When Deanne Lyons stopped her car alongside of Interstate 70 just before noon Monday, she wasn't thinking about car troubles.
When a Missouri Highway Patrol trooper pulled up to check that she was all right and parked safely, Lyons explained her motivation — drawing attention to housing challenges caused by the COVID-19 shutdown.
Her vehicle, decked out with pink scrawls of text reading "WWJD?" and "Cancel Rent" and yellow ribbons fluttering in the wind, caught the eyes of westbound travelers zipping by the mile 148 exit in Kingdom City for nearly an hour.
"There are people definitely double-taking," Lyons said.
Lyons, along with her partner, Aaron Loker, and their canine companions, Leslie Feinbark and Lilith, were joined by 60 other Missourians parked every few miles along the shoulder of I-70. The protest stretched from Kansas City to St. Louis.
The goal of the effort by the Coalition to Protect Missouri Tenants was to bring attention to housing problems and homelessness during the COVID-19 pandemic and demand action from Gov. Mike Parson.
"This pandemic is just showing how many issues we had before, but it is just so much worse now," Lyons said. "To be told you have to stay home to survive — what do you do if you're evicted? What do you do if you're homeless?"
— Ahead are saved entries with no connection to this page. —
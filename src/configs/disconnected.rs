use chrono::{DateTime, Utc};
use futures_util::stream::{self, BoxStream, StreamExt};
use uuid::Uuid;

use crate::api::error;
use crate::configs::StorageStatus;
use crate::modules::content::{ContentError, ContentHandle, ContentResult, ContentStore};
use crate::modules::file::{
    model::NewFile,
    repository::{ExpiryCursor, FileRepository},
    schema::FileEntity,
};

/// Stand-in for both stores when storage is not configured or unreachable at
/// start-up. Every call fails, so the HTTP layer can still report why.
pub struct DisconnectedStore {
    status: StorageStatus,
}

impl DisconnectedStore {
    pub fn new(status: StorageStatus) -> Self {
        Self { status }
    }

    fn error(&self) -> error::SystemError {
        match &self.status {
            StorageStatus::NotConfigured(reason) => error::SystemError::NotConfigured(reason.clone().into()),
            StorageStatus::Unreachable(reason) => error::SystemError::storage_unavailable(reason.clone()),
            StorageStatus::Connected => error::SystemError::storage_unavailable("storage disconnected"),
        }
    }

    fn content_error(&self) -> ContentError {
        ContentError::Unavailable(self.status.to_string())
    }
}

#[async_trait::async_trait]
impl FileRepository for DisconnectedStore {
    async fn insert(&self, _file: &NewFile) -> Result<FileEntity, error::SystemError> {
        Err(self.error())
    }

    async fn find_by_code(
        &self,
        _code: &str,
        _extension: Option<&str>,
    ) -> Result<Option<FileEntity>, error::SystemError> {
        Err(self.error())
    }

    async fn find_by_id(&self, _file_id: &Uuid) -> Result<Option<FileEntity>, error::SystemError> {
        Err(self.error())
    }

    fn list(
        &self,
        _before: Option<DateTime<Utc>>,
        _limit: i64,
    ) -> BoxStream<'_, Result<FileEntity, error::SystemError>> {
        stream::once(futures_util::future::ready(Err(self.error()))).boxed()
    }

    async fn find_expired(
        &self,
        _cutoff: DateTime<Utc>,
        _after: Option<ExpiryCursor>,
        _limit: i64,
    ) -> Result<Vec<FileEntity>, error::SystemError> {
        Err(self.error())
    }

    async fn delete_by_id(&self, _file_id: &Uuid) -> Result<bool, error::SystemError> {
        Err(self.error())
    }

    async fn delete_expired(&self, _cutoff: DateTime<Utc>) -> Result<u64, error::SystemError> {
        Err(self.error())
    }

    async fn ping(&self) -> Result<(), error::SystemError> {
        Err(self.error())
    }
}

#[async_trait::async_trait]
impl ContentStore for DisconnectedStore {
    async fn put(&self, _bytes: Vec<u8>) -> ContentResult<ContentHandle> {
        Err(self.content_error())
    }

    async fn get(&self, _handle: &ContentHandle) -> ContentResult<Vec<u8>> {
        Err(self.content_error())
    }

    async fn delete(&self, _handle: &ContentHandle) -> ContentResult<bool> {
        Err(self.content_error())
    }

    async fn ping(&self) -> ContentResult<()> {
        Err(self.content_error())
    }
}
pub mod content;
pub mod file;
pub mod status;
pub mod sweeper;
use actix_web::{http::StatusCode, HttpResponse};
use std::borrow::Cow;

#[derive(serde::Serialize)]
pub struct SuccessData<T: serde::Serialize> {
    pub data: Option<T>,
    pub message: Option<Cow<'static, str>>,
}

pub struct Success<T: serde::Serialize> {
    pub status: StatusCode,
    pub body: Option<SuccessData<T>>,
}

impl<T: serde::Serialize> Success<T> {
    pub fn ok(data: Option<T>) -> Self {
        Self { status: StatusCode::OK, body: Some(SuccessData { data, message: None }) }
    }

    pub fn message<M>(mut self, msg: M) -> Self
    where
        M: Into<Cow<'static, str>>,
    {
        if let Some(body) = &mut self.body {
            body.message = Some(msg.into());
        }
        self
    }

    pub fn created(data: Option<T>) -> Self {
        Self { status: StatusCode::CREATED, body: Some(SuccessData { data, message: None }) }
    }
}

impl<T: serde::Serialize> actix_web::Responder for Success<T> {
    type Body = actix_web::body::BoxBody;

    fn respond_to(self, _req: &actix_web::HttpRequest) -> HttpResponse<Self::Body> {
        let mut response = HttpResponse::build(self.status);

        match self.body {
            Some(body) => response.json(body),
            None => response.finish(),
        }
    }
}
The coalition, which includes more than 50 community, labor and faith organizations from across the state, has outlined multiple demands, including a rent and mortgage suspension, an eviction moratorium and an expansion in services for people experiencing homelessness.
When explaining what else they believe can be done, the housing advocates point to Kansas Gov. Laura Kelly. In March, Kelly signed an executive order freezing mortgage foreclosures and rent evictions during the pandemic.
They want Parson to take similar action before May 1, when rent payments will be due for many Missourians.
During his Monday media briefing, Parson addressed the protesters' concerns, saying he has been in contact with Missouri mayors to discuss solutions to helping homeless populations deal with the pandemic.
"The eviction process has the courts to deal with the eviction process on that," Parson said. "We're not going to do an order for the entire state to allow people not to pay their rent. There's a process in place for that, and that system needs to work."
Lyons drove all the way from Rolla to participate because she understands what it's like to worry about having a place to live.
"I have been housing and food insecure as a child before," Lyons said. "Even as an adult, I've done my fair share of couch-surfing."
The era of social distancing and stay-at-home orders has brought about new challenges for those wishing to protest safely. The display of parked vehicles represents one way the group came up with to draw attention without gathering in a crowd.
From their cars parked miles apart, protesters listened to an audio recording containing music, poetry and testimonies.
"It's a way to make sure that we do feel together," Lyons said.
Listeners heard as one woman described rising child care costs and plans to sell her plasma to afford rent.
"Without a miracle, I won't be able to pay rent on May 1," said another woman who was laid off because of the pandemic. "Whatever initial shame and sadness I felt is gone — now I'm just furious. By no fault of our own, my family is being pushed to the brink."
Record numbers of Americans have filed for unemployment benefits since the pandemic began.
In Callaway County, local municipalities have stopped utility shut-offs. Nationally, Congress passed the CARES Act, changing unemployment assistance, providing for payments to individuals and banning eviction filings for federally backed rental units.
Lyons said she hopes the protest helped bolster the spirits of anyone in passing cars who is facing financial struggles due to the pandemic.
"I hope for anyone that is feeling alone, they see us and know that there's someone who has their back and they're not alone," Lyons said.